====== SOURCE DATA ======

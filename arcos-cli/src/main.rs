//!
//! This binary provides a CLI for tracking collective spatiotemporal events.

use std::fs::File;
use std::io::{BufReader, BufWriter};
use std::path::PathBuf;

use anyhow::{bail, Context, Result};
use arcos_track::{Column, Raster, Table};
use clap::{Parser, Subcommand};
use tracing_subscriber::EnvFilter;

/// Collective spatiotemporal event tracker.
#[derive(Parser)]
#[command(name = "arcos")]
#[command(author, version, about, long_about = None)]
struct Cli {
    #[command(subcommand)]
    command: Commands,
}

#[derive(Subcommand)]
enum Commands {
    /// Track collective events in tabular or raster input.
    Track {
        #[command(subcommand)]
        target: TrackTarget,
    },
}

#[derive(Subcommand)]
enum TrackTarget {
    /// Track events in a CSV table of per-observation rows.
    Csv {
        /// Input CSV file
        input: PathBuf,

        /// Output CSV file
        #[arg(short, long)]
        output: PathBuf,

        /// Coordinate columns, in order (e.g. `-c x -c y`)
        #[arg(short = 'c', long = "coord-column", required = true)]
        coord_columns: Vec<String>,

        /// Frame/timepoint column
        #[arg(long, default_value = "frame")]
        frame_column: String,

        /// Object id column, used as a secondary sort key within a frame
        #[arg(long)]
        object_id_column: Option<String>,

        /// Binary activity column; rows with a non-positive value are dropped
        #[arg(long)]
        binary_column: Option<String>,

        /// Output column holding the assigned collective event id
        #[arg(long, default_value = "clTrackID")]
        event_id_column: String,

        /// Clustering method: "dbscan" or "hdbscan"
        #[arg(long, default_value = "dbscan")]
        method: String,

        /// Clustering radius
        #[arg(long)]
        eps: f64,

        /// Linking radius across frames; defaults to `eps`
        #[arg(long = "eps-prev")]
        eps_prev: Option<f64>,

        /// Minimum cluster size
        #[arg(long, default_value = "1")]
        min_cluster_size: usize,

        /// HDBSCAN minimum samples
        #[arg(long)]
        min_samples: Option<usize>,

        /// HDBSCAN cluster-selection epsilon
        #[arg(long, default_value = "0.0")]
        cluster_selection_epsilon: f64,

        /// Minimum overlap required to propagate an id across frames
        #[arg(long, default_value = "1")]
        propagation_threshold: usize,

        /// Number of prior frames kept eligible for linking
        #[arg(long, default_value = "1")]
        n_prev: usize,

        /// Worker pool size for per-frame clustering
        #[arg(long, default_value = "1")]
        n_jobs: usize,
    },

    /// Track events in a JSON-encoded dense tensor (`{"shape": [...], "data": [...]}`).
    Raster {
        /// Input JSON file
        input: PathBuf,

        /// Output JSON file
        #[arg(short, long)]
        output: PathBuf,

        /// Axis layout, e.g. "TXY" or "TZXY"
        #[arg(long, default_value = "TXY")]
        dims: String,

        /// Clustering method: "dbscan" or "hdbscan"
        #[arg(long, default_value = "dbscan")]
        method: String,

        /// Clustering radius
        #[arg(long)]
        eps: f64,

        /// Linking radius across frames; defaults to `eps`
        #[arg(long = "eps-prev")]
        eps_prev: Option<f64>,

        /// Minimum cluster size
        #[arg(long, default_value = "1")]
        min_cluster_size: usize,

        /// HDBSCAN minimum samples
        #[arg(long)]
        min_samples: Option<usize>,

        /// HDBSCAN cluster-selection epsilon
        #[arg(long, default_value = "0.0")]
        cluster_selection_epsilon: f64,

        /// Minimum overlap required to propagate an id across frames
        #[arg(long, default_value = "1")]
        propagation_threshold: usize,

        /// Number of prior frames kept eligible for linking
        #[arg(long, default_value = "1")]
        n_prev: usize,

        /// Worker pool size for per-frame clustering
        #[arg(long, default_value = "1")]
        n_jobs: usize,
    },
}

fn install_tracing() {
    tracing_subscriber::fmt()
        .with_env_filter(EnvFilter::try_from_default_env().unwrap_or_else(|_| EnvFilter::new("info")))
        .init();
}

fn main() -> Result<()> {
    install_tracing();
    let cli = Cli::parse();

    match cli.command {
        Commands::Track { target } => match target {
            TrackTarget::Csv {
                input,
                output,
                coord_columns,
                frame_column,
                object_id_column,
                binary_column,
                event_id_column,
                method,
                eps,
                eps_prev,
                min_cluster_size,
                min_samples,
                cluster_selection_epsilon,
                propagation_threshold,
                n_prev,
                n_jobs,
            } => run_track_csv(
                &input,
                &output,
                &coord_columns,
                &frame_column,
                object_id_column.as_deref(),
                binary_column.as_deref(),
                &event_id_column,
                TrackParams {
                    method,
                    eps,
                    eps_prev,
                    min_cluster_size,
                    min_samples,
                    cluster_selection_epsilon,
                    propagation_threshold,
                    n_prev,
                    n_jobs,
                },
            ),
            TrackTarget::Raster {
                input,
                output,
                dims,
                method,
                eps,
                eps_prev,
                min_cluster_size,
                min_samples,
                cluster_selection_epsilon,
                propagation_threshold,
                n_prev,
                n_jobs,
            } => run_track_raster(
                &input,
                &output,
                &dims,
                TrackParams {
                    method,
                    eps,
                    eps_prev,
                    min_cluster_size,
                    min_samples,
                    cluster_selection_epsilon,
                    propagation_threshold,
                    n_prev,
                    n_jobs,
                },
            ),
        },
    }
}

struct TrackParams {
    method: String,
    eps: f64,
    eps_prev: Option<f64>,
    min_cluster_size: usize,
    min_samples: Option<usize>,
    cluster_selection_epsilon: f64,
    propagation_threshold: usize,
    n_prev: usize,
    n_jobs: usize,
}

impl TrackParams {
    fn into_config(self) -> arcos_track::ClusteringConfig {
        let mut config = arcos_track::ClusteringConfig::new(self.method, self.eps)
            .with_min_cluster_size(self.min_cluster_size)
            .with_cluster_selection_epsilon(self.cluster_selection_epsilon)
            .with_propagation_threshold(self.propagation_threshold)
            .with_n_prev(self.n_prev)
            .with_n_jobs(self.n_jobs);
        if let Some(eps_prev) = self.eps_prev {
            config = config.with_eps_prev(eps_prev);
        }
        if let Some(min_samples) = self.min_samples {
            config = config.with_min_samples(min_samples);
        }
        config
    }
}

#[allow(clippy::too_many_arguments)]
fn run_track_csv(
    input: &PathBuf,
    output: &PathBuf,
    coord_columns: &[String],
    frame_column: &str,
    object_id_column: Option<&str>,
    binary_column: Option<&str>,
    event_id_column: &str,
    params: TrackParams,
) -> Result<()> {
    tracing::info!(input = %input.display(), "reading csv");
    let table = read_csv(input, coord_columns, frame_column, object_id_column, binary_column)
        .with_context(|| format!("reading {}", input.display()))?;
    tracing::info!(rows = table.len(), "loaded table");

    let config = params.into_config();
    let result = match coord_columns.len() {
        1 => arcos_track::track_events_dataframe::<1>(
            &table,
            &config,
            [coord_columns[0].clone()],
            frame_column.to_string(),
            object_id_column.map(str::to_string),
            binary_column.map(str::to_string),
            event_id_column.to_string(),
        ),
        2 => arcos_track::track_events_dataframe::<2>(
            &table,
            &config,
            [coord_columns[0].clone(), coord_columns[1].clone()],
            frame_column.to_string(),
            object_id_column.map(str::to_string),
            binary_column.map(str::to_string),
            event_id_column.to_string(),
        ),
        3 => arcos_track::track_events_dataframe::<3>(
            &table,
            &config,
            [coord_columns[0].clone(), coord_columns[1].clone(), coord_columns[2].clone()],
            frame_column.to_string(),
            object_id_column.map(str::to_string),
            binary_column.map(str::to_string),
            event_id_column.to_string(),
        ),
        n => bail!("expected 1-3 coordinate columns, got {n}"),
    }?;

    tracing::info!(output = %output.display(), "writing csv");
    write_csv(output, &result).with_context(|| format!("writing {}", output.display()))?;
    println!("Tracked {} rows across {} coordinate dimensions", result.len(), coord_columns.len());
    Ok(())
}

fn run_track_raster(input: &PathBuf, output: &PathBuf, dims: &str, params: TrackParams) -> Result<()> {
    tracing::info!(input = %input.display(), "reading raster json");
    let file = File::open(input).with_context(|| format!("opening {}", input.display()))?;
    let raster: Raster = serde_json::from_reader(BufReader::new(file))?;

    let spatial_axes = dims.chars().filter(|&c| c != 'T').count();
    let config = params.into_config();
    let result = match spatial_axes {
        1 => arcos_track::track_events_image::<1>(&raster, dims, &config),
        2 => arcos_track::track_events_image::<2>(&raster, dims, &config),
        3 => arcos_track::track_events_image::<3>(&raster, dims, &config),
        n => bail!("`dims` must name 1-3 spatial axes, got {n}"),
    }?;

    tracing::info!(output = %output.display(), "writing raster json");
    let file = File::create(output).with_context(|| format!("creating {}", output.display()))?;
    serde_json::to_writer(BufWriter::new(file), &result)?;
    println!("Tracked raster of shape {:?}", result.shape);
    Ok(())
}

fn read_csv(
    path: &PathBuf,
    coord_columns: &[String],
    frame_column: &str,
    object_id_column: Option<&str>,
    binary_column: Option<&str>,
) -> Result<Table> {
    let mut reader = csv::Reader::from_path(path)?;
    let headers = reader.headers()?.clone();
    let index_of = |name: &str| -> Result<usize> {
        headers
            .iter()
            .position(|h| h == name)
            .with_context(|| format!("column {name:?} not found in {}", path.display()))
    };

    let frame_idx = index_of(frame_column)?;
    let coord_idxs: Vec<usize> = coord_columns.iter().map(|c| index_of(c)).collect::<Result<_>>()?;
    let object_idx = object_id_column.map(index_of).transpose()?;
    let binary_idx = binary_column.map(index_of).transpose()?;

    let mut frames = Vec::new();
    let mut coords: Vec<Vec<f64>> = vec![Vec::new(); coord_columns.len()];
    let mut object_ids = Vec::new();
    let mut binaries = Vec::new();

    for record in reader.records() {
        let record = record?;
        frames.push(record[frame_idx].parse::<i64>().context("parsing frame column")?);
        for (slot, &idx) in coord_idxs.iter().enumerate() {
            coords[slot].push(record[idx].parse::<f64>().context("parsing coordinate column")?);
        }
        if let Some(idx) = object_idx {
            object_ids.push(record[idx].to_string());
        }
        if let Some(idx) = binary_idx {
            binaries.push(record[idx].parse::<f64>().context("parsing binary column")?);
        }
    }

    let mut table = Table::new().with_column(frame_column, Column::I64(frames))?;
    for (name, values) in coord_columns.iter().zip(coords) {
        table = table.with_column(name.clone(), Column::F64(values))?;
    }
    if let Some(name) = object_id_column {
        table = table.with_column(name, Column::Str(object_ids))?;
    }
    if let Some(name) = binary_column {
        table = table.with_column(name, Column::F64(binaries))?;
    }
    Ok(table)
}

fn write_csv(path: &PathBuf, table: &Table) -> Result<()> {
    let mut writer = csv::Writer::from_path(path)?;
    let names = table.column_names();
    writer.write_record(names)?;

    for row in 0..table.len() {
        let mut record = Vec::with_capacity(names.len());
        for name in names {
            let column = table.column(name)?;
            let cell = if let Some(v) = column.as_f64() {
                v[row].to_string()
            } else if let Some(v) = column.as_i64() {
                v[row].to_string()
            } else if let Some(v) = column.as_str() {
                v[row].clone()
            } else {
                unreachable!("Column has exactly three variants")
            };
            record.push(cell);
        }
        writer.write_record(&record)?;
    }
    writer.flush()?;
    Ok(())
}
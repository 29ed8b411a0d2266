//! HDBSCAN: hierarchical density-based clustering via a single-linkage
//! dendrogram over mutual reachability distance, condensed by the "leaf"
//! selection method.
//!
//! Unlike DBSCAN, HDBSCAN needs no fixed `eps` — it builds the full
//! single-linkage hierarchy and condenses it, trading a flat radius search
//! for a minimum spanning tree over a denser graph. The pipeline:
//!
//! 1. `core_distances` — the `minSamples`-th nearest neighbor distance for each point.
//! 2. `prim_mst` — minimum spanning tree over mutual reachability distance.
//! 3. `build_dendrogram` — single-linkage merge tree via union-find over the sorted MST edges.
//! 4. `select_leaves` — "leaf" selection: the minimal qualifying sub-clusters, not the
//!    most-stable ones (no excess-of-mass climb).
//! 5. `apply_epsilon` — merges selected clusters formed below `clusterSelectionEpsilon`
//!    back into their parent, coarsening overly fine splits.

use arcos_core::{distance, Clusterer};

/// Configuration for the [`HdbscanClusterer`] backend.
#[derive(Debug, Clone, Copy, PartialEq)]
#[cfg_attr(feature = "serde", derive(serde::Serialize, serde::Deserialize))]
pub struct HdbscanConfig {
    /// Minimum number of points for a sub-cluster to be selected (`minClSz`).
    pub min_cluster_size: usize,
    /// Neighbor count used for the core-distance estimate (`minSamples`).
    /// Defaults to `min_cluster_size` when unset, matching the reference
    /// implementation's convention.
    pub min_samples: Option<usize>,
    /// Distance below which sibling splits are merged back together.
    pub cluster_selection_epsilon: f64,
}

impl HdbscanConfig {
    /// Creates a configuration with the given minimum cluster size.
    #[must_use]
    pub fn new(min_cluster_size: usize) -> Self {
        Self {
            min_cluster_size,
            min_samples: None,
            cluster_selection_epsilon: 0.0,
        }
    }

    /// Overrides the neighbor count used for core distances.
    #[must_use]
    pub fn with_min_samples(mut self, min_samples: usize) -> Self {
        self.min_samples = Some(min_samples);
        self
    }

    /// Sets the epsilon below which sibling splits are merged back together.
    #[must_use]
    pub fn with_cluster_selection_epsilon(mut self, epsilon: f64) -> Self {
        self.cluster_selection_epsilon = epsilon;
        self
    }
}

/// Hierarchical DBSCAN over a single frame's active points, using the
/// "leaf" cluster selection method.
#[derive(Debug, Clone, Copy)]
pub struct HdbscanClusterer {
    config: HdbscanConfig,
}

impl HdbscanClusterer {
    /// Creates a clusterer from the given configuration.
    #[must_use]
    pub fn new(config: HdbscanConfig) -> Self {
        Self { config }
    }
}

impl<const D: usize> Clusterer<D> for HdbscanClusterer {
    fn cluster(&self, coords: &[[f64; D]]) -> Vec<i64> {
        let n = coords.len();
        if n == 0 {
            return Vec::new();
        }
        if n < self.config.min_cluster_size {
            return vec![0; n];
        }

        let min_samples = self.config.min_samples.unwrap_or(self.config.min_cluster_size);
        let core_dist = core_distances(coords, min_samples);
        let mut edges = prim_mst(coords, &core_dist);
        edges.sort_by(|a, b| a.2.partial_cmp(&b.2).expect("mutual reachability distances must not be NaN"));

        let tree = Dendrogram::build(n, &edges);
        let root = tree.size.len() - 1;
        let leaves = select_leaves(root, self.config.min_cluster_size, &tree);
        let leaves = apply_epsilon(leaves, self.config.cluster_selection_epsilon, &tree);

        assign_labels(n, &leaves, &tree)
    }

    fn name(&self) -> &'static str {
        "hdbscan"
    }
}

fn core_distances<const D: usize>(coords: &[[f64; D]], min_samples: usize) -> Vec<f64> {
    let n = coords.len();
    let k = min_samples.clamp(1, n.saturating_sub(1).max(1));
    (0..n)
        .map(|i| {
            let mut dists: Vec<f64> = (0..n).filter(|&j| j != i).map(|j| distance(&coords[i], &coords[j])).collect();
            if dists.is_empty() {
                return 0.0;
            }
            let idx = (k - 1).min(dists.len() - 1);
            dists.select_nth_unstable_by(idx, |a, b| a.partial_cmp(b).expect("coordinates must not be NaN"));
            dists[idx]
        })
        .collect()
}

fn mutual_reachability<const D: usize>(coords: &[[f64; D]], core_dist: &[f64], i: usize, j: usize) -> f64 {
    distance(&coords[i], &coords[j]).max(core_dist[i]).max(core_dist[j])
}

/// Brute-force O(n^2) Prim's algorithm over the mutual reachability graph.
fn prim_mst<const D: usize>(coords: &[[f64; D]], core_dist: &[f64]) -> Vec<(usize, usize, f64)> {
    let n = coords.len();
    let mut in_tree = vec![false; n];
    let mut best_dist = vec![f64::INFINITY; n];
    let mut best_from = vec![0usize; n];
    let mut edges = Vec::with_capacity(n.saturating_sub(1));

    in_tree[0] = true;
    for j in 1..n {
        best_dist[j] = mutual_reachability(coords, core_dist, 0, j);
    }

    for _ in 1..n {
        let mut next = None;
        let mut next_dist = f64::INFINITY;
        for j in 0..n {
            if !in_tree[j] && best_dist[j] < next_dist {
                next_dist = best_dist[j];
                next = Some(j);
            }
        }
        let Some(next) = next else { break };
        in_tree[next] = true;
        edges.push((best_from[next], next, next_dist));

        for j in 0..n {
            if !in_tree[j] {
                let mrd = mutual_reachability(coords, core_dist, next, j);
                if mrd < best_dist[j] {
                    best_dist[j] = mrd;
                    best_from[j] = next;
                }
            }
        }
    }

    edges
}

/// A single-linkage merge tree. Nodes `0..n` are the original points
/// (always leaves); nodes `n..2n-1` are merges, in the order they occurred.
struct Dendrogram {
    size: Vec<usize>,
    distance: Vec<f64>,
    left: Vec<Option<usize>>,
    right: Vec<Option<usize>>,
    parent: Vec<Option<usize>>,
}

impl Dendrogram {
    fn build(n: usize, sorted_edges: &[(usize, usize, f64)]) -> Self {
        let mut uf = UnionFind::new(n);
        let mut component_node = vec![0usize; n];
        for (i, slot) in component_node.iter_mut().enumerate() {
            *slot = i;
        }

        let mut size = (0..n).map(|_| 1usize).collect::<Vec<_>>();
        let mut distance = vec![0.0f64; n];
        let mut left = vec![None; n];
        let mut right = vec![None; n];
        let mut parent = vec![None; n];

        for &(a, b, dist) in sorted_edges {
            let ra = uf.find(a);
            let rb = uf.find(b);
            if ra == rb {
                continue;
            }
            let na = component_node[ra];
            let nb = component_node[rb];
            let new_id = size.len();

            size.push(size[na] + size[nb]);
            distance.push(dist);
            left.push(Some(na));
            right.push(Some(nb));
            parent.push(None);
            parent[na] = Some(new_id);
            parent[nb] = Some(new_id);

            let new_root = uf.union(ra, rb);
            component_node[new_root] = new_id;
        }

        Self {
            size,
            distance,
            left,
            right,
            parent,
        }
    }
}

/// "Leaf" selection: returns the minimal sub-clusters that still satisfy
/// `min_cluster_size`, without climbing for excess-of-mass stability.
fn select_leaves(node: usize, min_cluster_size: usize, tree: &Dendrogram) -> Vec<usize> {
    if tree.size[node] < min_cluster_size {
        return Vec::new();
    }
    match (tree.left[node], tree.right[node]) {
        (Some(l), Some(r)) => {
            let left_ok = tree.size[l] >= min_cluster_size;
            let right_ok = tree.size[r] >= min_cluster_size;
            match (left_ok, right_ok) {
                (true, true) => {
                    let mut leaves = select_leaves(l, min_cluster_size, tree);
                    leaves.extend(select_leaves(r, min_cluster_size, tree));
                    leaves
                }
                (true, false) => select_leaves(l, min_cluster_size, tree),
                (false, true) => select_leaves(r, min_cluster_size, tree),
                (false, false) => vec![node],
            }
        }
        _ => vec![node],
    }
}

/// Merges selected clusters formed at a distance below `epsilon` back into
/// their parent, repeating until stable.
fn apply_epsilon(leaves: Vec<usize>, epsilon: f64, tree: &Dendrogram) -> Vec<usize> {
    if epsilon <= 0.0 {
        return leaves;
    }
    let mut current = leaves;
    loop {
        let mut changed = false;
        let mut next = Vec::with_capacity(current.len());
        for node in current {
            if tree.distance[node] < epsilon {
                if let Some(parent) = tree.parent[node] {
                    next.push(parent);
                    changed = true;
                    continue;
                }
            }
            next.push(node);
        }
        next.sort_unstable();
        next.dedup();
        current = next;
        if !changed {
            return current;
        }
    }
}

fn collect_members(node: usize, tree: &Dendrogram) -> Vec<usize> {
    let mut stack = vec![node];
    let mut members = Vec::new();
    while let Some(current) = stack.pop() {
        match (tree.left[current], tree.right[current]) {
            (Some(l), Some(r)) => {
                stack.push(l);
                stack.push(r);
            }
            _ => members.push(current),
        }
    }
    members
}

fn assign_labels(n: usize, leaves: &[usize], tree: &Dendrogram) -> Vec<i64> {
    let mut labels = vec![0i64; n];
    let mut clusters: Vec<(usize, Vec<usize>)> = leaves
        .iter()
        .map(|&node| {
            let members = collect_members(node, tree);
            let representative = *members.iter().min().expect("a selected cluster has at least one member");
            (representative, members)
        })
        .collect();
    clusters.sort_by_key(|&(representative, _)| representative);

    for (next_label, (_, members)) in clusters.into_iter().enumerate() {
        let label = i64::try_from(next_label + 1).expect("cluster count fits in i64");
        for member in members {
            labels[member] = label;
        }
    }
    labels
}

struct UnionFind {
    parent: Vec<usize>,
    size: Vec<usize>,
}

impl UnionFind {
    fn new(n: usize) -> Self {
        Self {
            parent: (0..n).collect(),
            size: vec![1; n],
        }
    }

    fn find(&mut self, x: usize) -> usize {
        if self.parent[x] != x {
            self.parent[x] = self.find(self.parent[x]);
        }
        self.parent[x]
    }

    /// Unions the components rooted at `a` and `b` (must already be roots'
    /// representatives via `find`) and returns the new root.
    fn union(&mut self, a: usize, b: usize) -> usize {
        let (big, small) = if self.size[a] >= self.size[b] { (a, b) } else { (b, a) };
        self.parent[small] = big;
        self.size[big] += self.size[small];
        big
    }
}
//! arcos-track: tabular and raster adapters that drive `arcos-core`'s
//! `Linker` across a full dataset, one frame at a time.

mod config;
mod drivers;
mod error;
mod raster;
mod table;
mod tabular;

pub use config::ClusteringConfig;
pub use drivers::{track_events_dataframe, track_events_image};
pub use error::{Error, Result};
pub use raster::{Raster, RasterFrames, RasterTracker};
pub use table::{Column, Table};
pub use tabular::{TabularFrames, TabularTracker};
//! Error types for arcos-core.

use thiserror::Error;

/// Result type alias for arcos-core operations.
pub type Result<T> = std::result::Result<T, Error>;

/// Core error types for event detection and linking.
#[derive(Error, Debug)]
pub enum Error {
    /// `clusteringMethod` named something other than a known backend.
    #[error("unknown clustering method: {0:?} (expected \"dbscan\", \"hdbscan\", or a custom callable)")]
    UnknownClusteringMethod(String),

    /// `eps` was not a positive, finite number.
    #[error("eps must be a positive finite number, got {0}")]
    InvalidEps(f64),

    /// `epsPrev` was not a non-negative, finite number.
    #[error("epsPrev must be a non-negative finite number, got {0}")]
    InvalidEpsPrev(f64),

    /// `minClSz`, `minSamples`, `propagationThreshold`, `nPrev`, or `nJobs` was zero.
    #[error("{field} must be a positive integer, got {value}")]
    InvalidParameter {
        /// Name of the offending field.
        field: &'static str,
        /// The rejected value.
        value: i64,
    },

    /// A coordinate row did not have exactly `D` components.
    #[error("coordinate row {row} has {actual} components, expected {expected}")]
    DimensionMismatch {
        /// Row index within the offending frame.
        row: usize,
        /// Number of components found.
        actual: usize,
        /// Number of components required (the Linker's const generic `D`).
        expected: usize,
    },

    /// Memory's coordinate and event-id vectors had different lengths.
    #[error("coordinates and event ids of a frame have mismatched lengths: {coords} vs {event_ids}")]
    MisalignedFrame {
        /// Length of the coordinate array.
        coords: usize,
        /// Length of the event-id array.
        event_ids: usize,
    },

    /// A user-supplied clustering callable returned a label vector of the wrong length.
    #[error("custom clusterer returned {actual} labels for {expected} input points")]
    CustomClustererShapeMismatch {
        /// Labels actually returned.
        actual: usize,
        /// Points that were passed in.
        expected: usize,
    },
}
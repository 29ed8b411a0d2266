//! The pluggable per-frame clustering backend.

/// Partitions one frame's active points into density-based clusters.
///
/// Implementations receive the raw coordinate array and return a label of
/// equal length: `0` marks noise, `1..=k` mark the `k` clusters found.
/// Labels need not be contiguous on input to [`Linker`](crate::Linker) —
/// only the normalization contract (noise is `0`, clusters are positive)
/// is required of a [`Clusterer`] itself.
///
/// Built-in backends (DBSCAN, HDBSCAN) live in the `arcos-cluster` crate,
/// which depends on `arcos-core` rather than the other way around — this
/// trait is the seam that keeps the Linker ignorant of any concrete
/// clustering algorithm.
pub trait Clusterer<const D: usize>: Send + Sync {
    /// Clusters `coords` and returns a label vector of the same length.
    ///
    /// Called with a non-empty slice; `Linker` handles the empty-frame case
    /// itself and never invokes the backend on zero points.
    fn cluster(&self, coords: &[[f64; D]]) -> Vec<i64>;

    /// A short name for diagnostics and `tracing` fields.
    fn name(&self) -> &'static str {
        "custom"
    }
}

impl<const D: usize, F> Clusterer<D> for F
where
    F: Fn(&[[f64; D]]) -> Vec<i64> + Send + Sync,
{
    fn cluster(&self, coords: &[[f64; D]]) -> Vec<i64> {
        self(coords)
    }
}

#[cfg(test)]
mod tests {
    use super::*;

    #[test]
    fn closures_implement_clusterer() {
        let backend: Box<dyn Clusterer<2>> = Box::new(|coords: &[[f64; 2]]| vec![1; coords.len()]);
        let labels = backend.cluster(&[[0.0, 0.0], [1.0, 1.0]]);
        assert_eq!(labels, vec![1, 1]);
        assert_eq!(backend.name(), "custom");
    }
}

======

● **PROBLEM TO WORK ON**
Reproduce each line of the material containing the word "types".

● **REPLY**
//! Error types for arcos-core.
/// Core error types for event detection and linking.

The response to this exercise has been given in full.